Page:Montesquieu - Histoire véritable, éd. Bordes de Fortage, 1902.djvu/87

La bibliothèque libre.
Cette page a été validée par deux contributeurs.
63
HISTOIRE VÉRITABLE

Je fus, dans la suite, attaché à un Dieu domestique, qui avoit l’œil sur une des maisons les plus opulentes de la ville où nous étions. Je ne vous feray pas l’histoire de ceux qui l’habitoient, mais vous pouvés bien compter que, s’ils avoient conçu quelque mauvaise action, ils la venoient toujours faire devant nous. Le maître de la maison étoit un grave magistrat, et, quand il se montroit au public, je l’entendois parler comme auroit pu faire la justice même ; mais, quand il avoit quitté sa robe, je n’ay jamais vu un si malhonnête homme. Il est vray que sa femme le traitoit comme il traitoit le public ; elle tenoit, devant luy, les discours du monde les plus chastes, mais, dans son absence, c’étoit un mari bien ajusté ; et la petite fille était un modèle de vertu, devant sa mère ; mais elle devint grosse à quinze ans. Si vous aviés vu le vacarme qu’ils luy firent, et combien de fois par jour ils luy reprochoient d’avoir déshonoré sa famille ! — « Ah ! les grands fripons ! disoit mon maître, ils ne se seroient point souciés de l’action, s’il n’y avoit eu que nous qui l’eussions sçue. »
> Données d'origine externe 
fn explanation_section(explanation: &LlmExplanation) -> String {
    let confidence = match &explanation.confidence_explanation {
        Some(conf) => format!(
            r#"<span class="ai-confidence">AI Confidence: {}</span>"#,
            format_percent_whole(conf.confidence_score)
        ),
        None => String::new(),
    };

    let factors: String = explanation
        .genetic_factors
        .iter()
        .map(|factor| format!("<li>{}</li>", escape_html(factor)))
        .collect();

    let reasoning =
        optional_text_field("Clinical Reasoning", explanation.clinical_reasoning.as_deref());
    let mechanism = optional_text_field(
        "Drug Activation Mechanism",
        explanation.drug_interaction_mechanism.as_deref(),
    );

    let safety = match &explanation.safety_notes {
        Some(notes) if !notes.is_empty() => {
            let items: String = notes
                .iter()
                .map(|note| format!("<li>{}</li>", escape_html(note)))
                .collect();
            format!(
                r#"<div class="field warn-panel">
    <div class="label">Safety Considerations</div>
    <ul>{items}</ul>
  </div>"#
            )
        }
        _ => String::new(),
    };

    let references = match &explanation.references {
        Some(refs) if !refs.is_empty() => {
            let items: String = refs
                .iter()
                .map(|reference| format!("<li>{}</li>", escape_html(reference)))
                .collect();
            format!(
                r#"<div class="field">
    <div class="label">References</div>
    <ol class="references">{items}</ol>
  </div>"#
            )
        }
        _ => String::new(),
    };

    format!(
        r#"<div class="subcard">
  <div class="subcard-head"><h3>Clinical AI Analysis</h3>{confidence}</div>
  <div class="field"><div class="label">Summary</div><div>{summary}</div></div>
  {reasoning}
  <div class="field"><div class="label">Genetic Factors</div><ul>{factors}</ul></div>
  {mechanism}
  <div class="field"><div class="label">Clinical Implications</div><div>{implications}</div></div>
  <div class="field info-panel">
    <div class="label">Patient-Friendly Explanation</div>
    <div>{patient_friendly}</div>
  </div>
  {safety}{references}
  <div class="trust-note">AI-generated explanation (CPIC-aligned)</div>
</div>"#,
        summary = escape_html(&explanation.summary),
        implications = escape_html(&explanation.clinical_implications),
        patient_friendly = escape_html(&explanation.patient_friendly_explanation),
    )
}

fn quality_section(metrics: &QualityMetrics) -> String {
    let parsing = if metrics.vcf_parsing_success {
        r#"<span class="badge badge-green">Success</span>"#
    } else {
        r#"<span class="badge badge-red">Failed</span>"#
    };

    let mut cells = vec![format!(
        r#"<div class="field"><div class="label">VCF Parsing</div>{parsing}</div>"#
    )];

    if let Some(confidence) = metrics.gene_match_confidence {
        cells.push(format!(
            r#"<div class="field"><div class="label">Gene Match Confidence</div><div>{}</div></div>"#,
            format_percent(confidence)
        ));
    }
    if let Some(quality) = metrics.variant_call_quality {
        cells.push(format!(
            r#"<div class="field"><div class="label">Variant Call Quality</div><div>{quality:.1}%</div></div>"#
        ));
    }
    if let Some(depth) = metrics.coverage_depth {
        cells.push(format!(
            r#"<div class="field"><div class="label">Coverage Depth</div><div>{depth}x</div></div>"#
        ));
    }
    if let Some(interval) = &metrics.confidence_interval {
        cells.push(format!(
            r#"<div class="field"><div class="label">Confidence Interval</div><div>{lower} - {upper}</div></div>"#,
            lower = format_percent_whole(interval.lower),
            upper = format_percent_whole(interval.upper),
        ));
    }
    if let Some(version) = &metrics.model_version {
        cells.push(format!(
            r#"<div class="field"><div class="label">Model Version</div><div class="mono">{}</div></div>"#,
            escape_html(version)
        ));
    }
    if let Some(instant) = &metrics.analysis_timestamp {
        cells.push(format!(
            r#"<div class="field"><div class="label">Analysis Timestamp</div><div class="mono muted">{}</div></div>"#,
            escape_html(&format_timestamp(instant))
        ));
    }

    format!(
        r#"<div class="subcard">
  <h3>Quality Metrics</h3>
  <div class="grid-2">{}</div>
</div>"#,
        cells.join("\n    ")
    )
}

fn optional_text_field(label: &str, value: Option<&str>) -> String {
    match value {
        Some(text) if !text.is_empty() => format!(
            r#"<div class="field"><div class="label">{label}</div><div>{}</div></div>"#,
            escape_html(text)
        ),
        _ => String::new(),
    }
}

fn optional_list_field(label: &str, items: Option<&[String]>) -> String {
    match items {
        Some(items) if !items.is_empty() => {
            let rendered: String = items
                .iter()
                .map(|item| format!("<li>{}</li>", escape_html(item)))
                .collect();
            format!(
                r#"<div class="field"><div class="label">{label}</div><ul>{rendered}</ul></div>"#
            )
        }
        _ => String::new(),
    }
}

#[cfg(test)]
mod tests {
    use super::*;
    use crate::demo::demo_reports;

    fn by_drug(drug: &str) -> DrugRiskReport {
        demo_reports()
            .into_iter()
            .find(|r| r.drug == drug)
            .unwrap()
    }

    #[test]
    fn codeine_confidence_renders_as_97_percent() {
        let card = report_card(&by_drug("Codeine"), 1);
        assert!(card.contains("97.0%"));
        assert!(card.contains("Ineffective"));
        assert!(card.contains("badge-red"));
    }

    #[test]
    fn phenotype_label_and_color_render() {
        let card = report_card(&by_drug("Codeine"), 1);
        assert!(card.contains("Poor Metabolizer"));

        let safe = report_card(&by_drug("Metoprolol"), 3);
        assert!(safe.contains("Normal Metabolizer"));
        assert!(safe.contains("badge-green"));
    }

    #[test]
    fn absent_additional_genes_section_is_omitted() {
        let card = report_card(&by_drug("Codeine"), 1);
        assert!(!card.contains("Additional Genes"));

        let with_genes = report_card(&by_drug("Warfarin"), 0);
        assert!(with_genes.contains("Additional Genes"));
        assert!(with_genes.contains("VKORC1"));
    }

    #[test]
    fn absent_dosage_adjustment_is_omitted() {
        let card = report_card(&by_drug("Metoprolol"), 3);
        assert!(!card.contains("Dosage Adjustment"));
    }

    #[test]
    fn dosage_phrase_renders_for_warfarin() {
        let card = report_card(&by_drug("Warfarin"), 0);
        assert!(card.contains("Reduce by 75%"));
    }

    #[test]
    fn empty_alternative_drugs_are_omitted() {
        // Metoprolol carries an empty alternatives list.
        let card = report_card(&by_drug("Metoprolol"), 3);
        assert!(!card.contains("Alternative Medications"));
    }

    #[test]
    fn empty_variant_list_renders_placeholder_row() {
        let mut report = by_drug("Metoprolol");
        report.pharmacogenomic_profile.detected_variants.clear();
        let card = report_card(&report, 0);
        assert!(card.contains("Detected Variants (0)"));
        assert!(card.contains("No pharmacogenomic variants detected"));
    }

    #[test]
    fn severity_is_capitalized() {
        let card = report_card(&by_drug("Simvastatin"), 2);
        assert!(card.contains("Critical"));
    }

    #[test]
    fn report_text_is_escaped() {
        let mut report = by_drug("Codeine");
        report.drug = "<script>alert(1)</script>".into();
        let card = report_card(&report, 0);
        assert!(!card.contains("<script>alert"));
        assert!(card.contains("&lt;script&gt;"));
    }

    #[test]
    fn embedded_json_cannot_close_its_script_tag() {
        let mut report = by_drug("Codeine");
        report.risk_assessment.reasoning = Some("</script><b>x</b>".into());
        let card = report_card(&report, 0);
        let json_block = card
            .split("<script type=\"application/json\"")
            .nth(1)
            .unwrap();
        let embedded = json_block.split("</script>").next().unwrap();
        assert!(!embedded.contains("</script"));
        assert!(embedded.contains("\\u003c/script"));
    }

    #[test]
    fn quality_metrics_render_present_fields_only() {
        let card = report_card(&by_drug("Warfarin"), 0);
        assert!(card.contains("99.2%"));
        assert!(card.contains("52x"));
        assert!(card.contains("91% - 97%"));
        assert!(card.contains("PharmaGuard-v2.1.0"));
        assert!(!card.contains("Gene Match Confidence"));

        let mut report = by_drug("Warfarin");
        report.quality_metrics.coverage_depth = None;
        report.quality_metrics.confidence_interval = None;
        let card = report_card(&report, 0);
        assert!(!card.contains("Coverage Depth"));
        assert!(!card.contains("Confidence Interval"));
    }

    #[test]
    fn failed_vcf_parsing_renders_red_badge() {
        let mut report = by_drug("Warfarin");
        report.quality_metrics.vcf_parsing_success = false;
        let card = report_card(&report, 0);
        assert!(card.contains("Failed"));
    }
}
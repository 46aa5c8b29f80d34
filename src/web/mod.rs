//! HTTP surface of the dashboard.
//!
//! A small axum application: three HTML views, the analyze/demo form
//! actions, the per-report download and a health probe. Shared state is
//! one [`AppState`] behind an `Arc` — the session-keyed report store and
//! the analysis client.

pub mod error;
pub mod handlers;
pub mod router;
pub mod session;

use crate::analysis::AnalysisClient;
use crate::store::ReportStore;

/// Shared application state.
pub struct AppState {
    pub store: ReportStore,
    pub client: AnalysisClient,
}

impl AppState {
    /// State with an explicit analysis client (tests point it at a stub).
    pub fn new(client: AnalysisClient) -> Self {
        Self {
            store: ReportStore::new(),
            client,
        }
    }

    /// State configured from the environment.
    pub fn from_env() -> Self {
        Self::new(AnalysisClient::from_env())
    }
}
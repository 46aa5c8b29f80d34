//! Report entities as returned by the analysis service.
//!
//! `DrugRiskReport::validate` is the schema gate at the transport boundary:
//! an external payload that deserializes but violates an invariant (fraction
//! out of range, inverted confidence interval, empty mandatory text) is
//! rejected there with a message naming the offending field, so nothing
//! structurally broken ever reaches the rendering layer.

use serde::{Deserialize, Serialize};

use super::enums::{
    AdjustmentDirection, EvidenceLevel, Impact, Phenotype, RiskLabel, Severity,
};
use super::ModelError;

// ═══════════════════════════════════════════════════════════
// Entities
// ═══════════════════════════════════════════════════════════

/// One drug-risk report: a single drug analyzed for a single patient.
#[derive(Debug, Clone, PartialEq, Serialize, Deserialize)]
pub struct DrugRiskReport {
    /// Opaque patient identifier; echoed, never validated locally.
    pub patient_id: String,
    /// Echoes the requested drug name.
    pub drug: String,
    /// ISO-8601 instant of analysis.
    pub timestamp: String,
    pub risk_assessment: RiskAssessment,
    pub pharmacogenomic_profile: PharmacogenomicProfile,
    pub clinical_recommendation: ClinicalRecommendation,
    pub llm_generated_explanation: LlmExplanation,
    pub quality_metrics: QualityMetrics,
}

#[derive(Debug, Clone, PartialEq, Serialize, Deserialize)]
pub struct RiskAssessment {
    pub risk_label: RiskLabel,
    /// Fraction in [0, 1] at rest; rendering multiplies by 100.
    pub confidence_score: f64,
    pub severity: Severity,
    #[serde(skip_serializing_if = "Option::is_none")]
    pub reasoning: Option<String>,
}

#[derive(Debug, Clone, PartialEq, Serialize, Deserialize)]
pub struct PharmacogenomicProfile {
    pub primary_gene: String,
    /// Free-text allele pair notation, e.g. `*2/*3`.
    pub diplotype: String,
    pub phenotype: Phenotype,
    /// Order-preserving; may be empty.
    pub detected_variants: Vec<Variant>,
    #[serde(skip_serializing_if = "Option::is_none")]
    pub additional_genes: Option<Vec<GeneCall>>,
}

/// A secondary gene call alongside the primary gene.
#[derive(Debug, Clone, PartialEq, Serialize, Deserialize)]
pub struct GeneCall {
    pub gene: String,
    pub diplotype: String,
    pub phenotype: Phenotype,
}

#[derive(Debug, Clone, PartialEq, Serialize, Deserialize)]
pub struct Variant {
    pub rsid: String,
    pub gene: String,
    /// `chromosome:coordinate` string, e.g. `chr10:94942290`.
    pub position: String,
    pub ref_allele: String,
    pub alt_allele: String,
    pub genotype: String,
    pub consequence: String,
    pub impact: Impact,
    pub evidence_level: EvidenceLevel,
    #[serde(skip_serializing_if = "Option::is_none")]
    pub clinical_annotation: Option<String>,
}

#[derive(Debug, Clone, PartialEq, Serialize, Deserialize)]
pub struct ClinicalRecommendation {
    pub action: String,
    /// Narrow legacy payloads carry a single free-text `details` field.
    #[serde(skip_serializing_if = "Option::is_none")]
    pub details: Option<String>,
    #[serde(skip_serializing_if = "Option::is_none")]
    pub dosage_adjustment: Option<DosageAdjustment>,
    #[serde(skip_serializing_if = "Option::is_none")]
    pub alternative_drugs: Option<Vec<String>>,
    #[serde(skip_serializing_if = "Option::is_none")]
    pub monitoring_recommendations: Option<Vec<String>>,
    #[serde(skip_serializing_if = "Option::is_none")]
    pub contraindications: Option<Vec<String>>,
}

#[derive(Debug, Clone, PartialEq, Serialize, Deserialize)]
pub struct DosageAdjustment {
    /// Multiplier on the standard dose; must be positive.
    pub factor: f64,
    pub direction: AdjustmentDirection,
    pub rationale: String,
}

#[derive(Debug, Clone, PartialEq, Serialize, Deserialize)]
pub struct LlmExplanation {
    pub summary: String,
    pub genetic_factors: Vec<String>,
    pub clinical_implications: String,
    pub patient_friendly_explanation: String,
    #[serde(skip_serializing_if = "Option::is_none")]
    pub clinical_reasoning: Option<String>,
    #[serde(skip_serializing_if = "Option::is_none")]
    pub drug_interaction_mechanism: Option<String>,
    #[serde(skip_serializing_if = "Option::is_none")]
    pub safety_notes: Option<Vec<String>>,
    #[serde(skip_serializing_if = "Option::is_none")]
    pub references: Option<Vec<String>>,
    #[serde(skip_serializing_if = "Option::is_none")]
    pub confidence_explanation: Option<ConfidenceExplanation>,
}

#[derive(Debug, Clone, PartialEq, Serialize, Deserialize)]
pub struct ConfidenceExplanation {
    /// Fraction in [0, 1].
    pub confidence_score: f64,
    #[serde(skip_serializing_if = "Option::is_none")]
    pub reason: Option<String>,
}

#[derive(Debug, Clone, PartialEq, Serialize, Deserialize)]
pub struct QualityMetrics {
    pub vcf_parsing_success: bool,
    #[serde(skip_serializing_if = "Option::is_none")]
    pub gene_match_confidence: Option<f64>,
    /// Percentage in [0, 100], unlike the fraction-valued confidences.
    #[serde(skip_serializing_if = "Option::is_none")]
    pub variant_call_quality: Option<f64>,
    /// Integer "x" multiplier, e.g. 52 for 52x coverage.
    #[serde(skip_serializing_if = "Option::is_none")]
    pub coverage_depth: Option<u32>,
    #[serde(skip_serializing_if = "Option::is_none")]
    pub confidence_interval: Option<ConfidenceInterval>,
    #[serde(skip_serializing_if = "Option::is_none")]
    pub model_version: Option<String>,
    #[serde(skip_serializing_if = "Option::is_none")]
    pub analysis_timestamp: Option<String>,
}

#[derive(Debug, Clone, PartialEq, Serialize, Deserialize)]
pub struct ConfidenceInterval {
    pub lower: f64,
    pub upper: f64,
}

// ═══════════════════════════════════════════════════════════
// Structural validation
// ═══════════════════════════════════════════════════════════

impl DrugRiskReport {
    /// Check the structural invariants the wire format cannot express.
    ///
    /// Returns the first violation found, naming the offending field.
    pub fn validate(&self) -> Result<(), ModelError> {
        require_text("patient_id", &self.patient_id)?;
        require_text("drug", &self.drug)?;
        require_text("timestamp", &self.timestamp)?;

        require_fraction(
            "risk_assessment.confidence_score",
            self.risk_assessment.confidence_score,
        )?;

        self.pharmacogenomic_profile.validate()?;
        self.clinical_recommendation.validate()?;
        self.llm_generated_explanation.validate()?;
        self.quality_metrics.validate()?;
        Ok(())
    }
}

impl PharmacogenomicProfile {
    fn validate(&self) -> Result<(), ModelError> {
        require_text("pharmacogenomic_profile.primary_gene", &self.primary_gene)?;
        require_text("pharmacogenomic_profile.diplotype", &self.diplotype)?;
        for (i, variant) in self.detected_variants.iter().enumerate() {
            require_text(format!("detected_variants[{i}].rsid"), &variant.rsid)?;
            require_text(format!("detected_variants[{i}].gene"), &variant.gene)?;
        }
        if let Some(genes) = &self.additional_genes {
            for (i, call) in genes.iter().enumerate() {
                require_text(format!("additional_genes[{i}].gene"), &call.gene)?;
            }
        }
        Ok(())
    }
}

impl ClinicalRecommendation {
    fn validate(&self) -> Result<(), ModelError> {
        require_text("clinical_recommendation.action", &self.action)?;
        if let Some(adjustment) = &self.dosage_adjustment {
            if !(adjustment.factor > 0.0) {
                return Err(ModelError::field(
                    "dosage_adjustment.factor",
                    format!("must be positive, got {}", adjustment.factor),
                ));
            }
        }
        Ok(())
    }
}

impl LlmExplanation {
    fn validate(&self) -> Result<(), ModelError> {
        require_text("llm_generated_explanation.summary", &self.summary)?;
        require_text(
            "llm_generated_explanation.clinical_implications",
            &self.clinical_implications,
        )?;
        require_text(
            "llm_generated_explanation.patient_friendly_explanation",
            &self.patient_friendly_explanation,
        )?;
        if let Some(confidence) = &self.confidence_explanation {
            require_fraction(
                "confidence_explanation.confidence_score",
                confidence.confidence_score,
            )?;
        }
        Ok(())
    }
}

impl QualityMetrics {
    fn validate(&self) -> Result<(), ModelError> {
        if let Some(confidence) = self.gene_match_confidence {
            require_fraction("quality_metrics.gene_match_confidence", confidence)?;
        }
        if let Some(quality) = self.variant_call_quality {
            if !(0.0..=100.0).contains(&quality) {
                return Err(ModelError::field(
                    "quality_metrics.variant_call_quality",
                    format!("must be a percentage in [0, 100], got {quality}"),
                ));
            }
        }
        if let Some(interval) = &self.confidence_interval {
            require_fraction("confidence_interval.lower", interval.lower)?;
            require_fraction("confidence_interval.upper", interval.upper)?;
            if interval.lower > interval.upper {
                return Err(ModelError::field(
                    "quality_metrics.confidence_interval",
                    format!("lower {} exceeds upper {}", interval.lower, interval.upper),
                ));
            }
        }
        Ok(())
    }
}

fn require_text(field: impl Into<String>, value: &str) -> Result<(), ModelError> {
    if value.trim().is_empty() {
        return Err(ModelError::field(field, "must not be empty"));
    }
    Ok(())
}

fn require_fraction(field: &str, value: f64) -> Result<(), ModelError> {
    if !(0.0..=1.0).contains(&value) {
        return Err(ModelError::field(
            field,
            format!("must be a fraction in [0, 1], got {value}"),
        ));
    }
    Ok(())
}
Pendant que j’étois parmy les Génies, il arriva un grand malheur à un petit incube de nos amis. Il perdit son chapeau, et un homme le trouva. Cela mit la prospérité dans ses affaires, car le pauvre Dieu étoit obligé de le servir. C’étoit bien le plus malheureux petit Génie qu’il y eût. Son maître, qui jouoit depuis le matin jusqu’au soir, ne luy laissoit pas un moment de relâche. Il luy falloit passer dans le cornet, y être ballotté, diriger les dez, les suivre sur la table, et encore, la plupart du tems, juroit-on contre luy.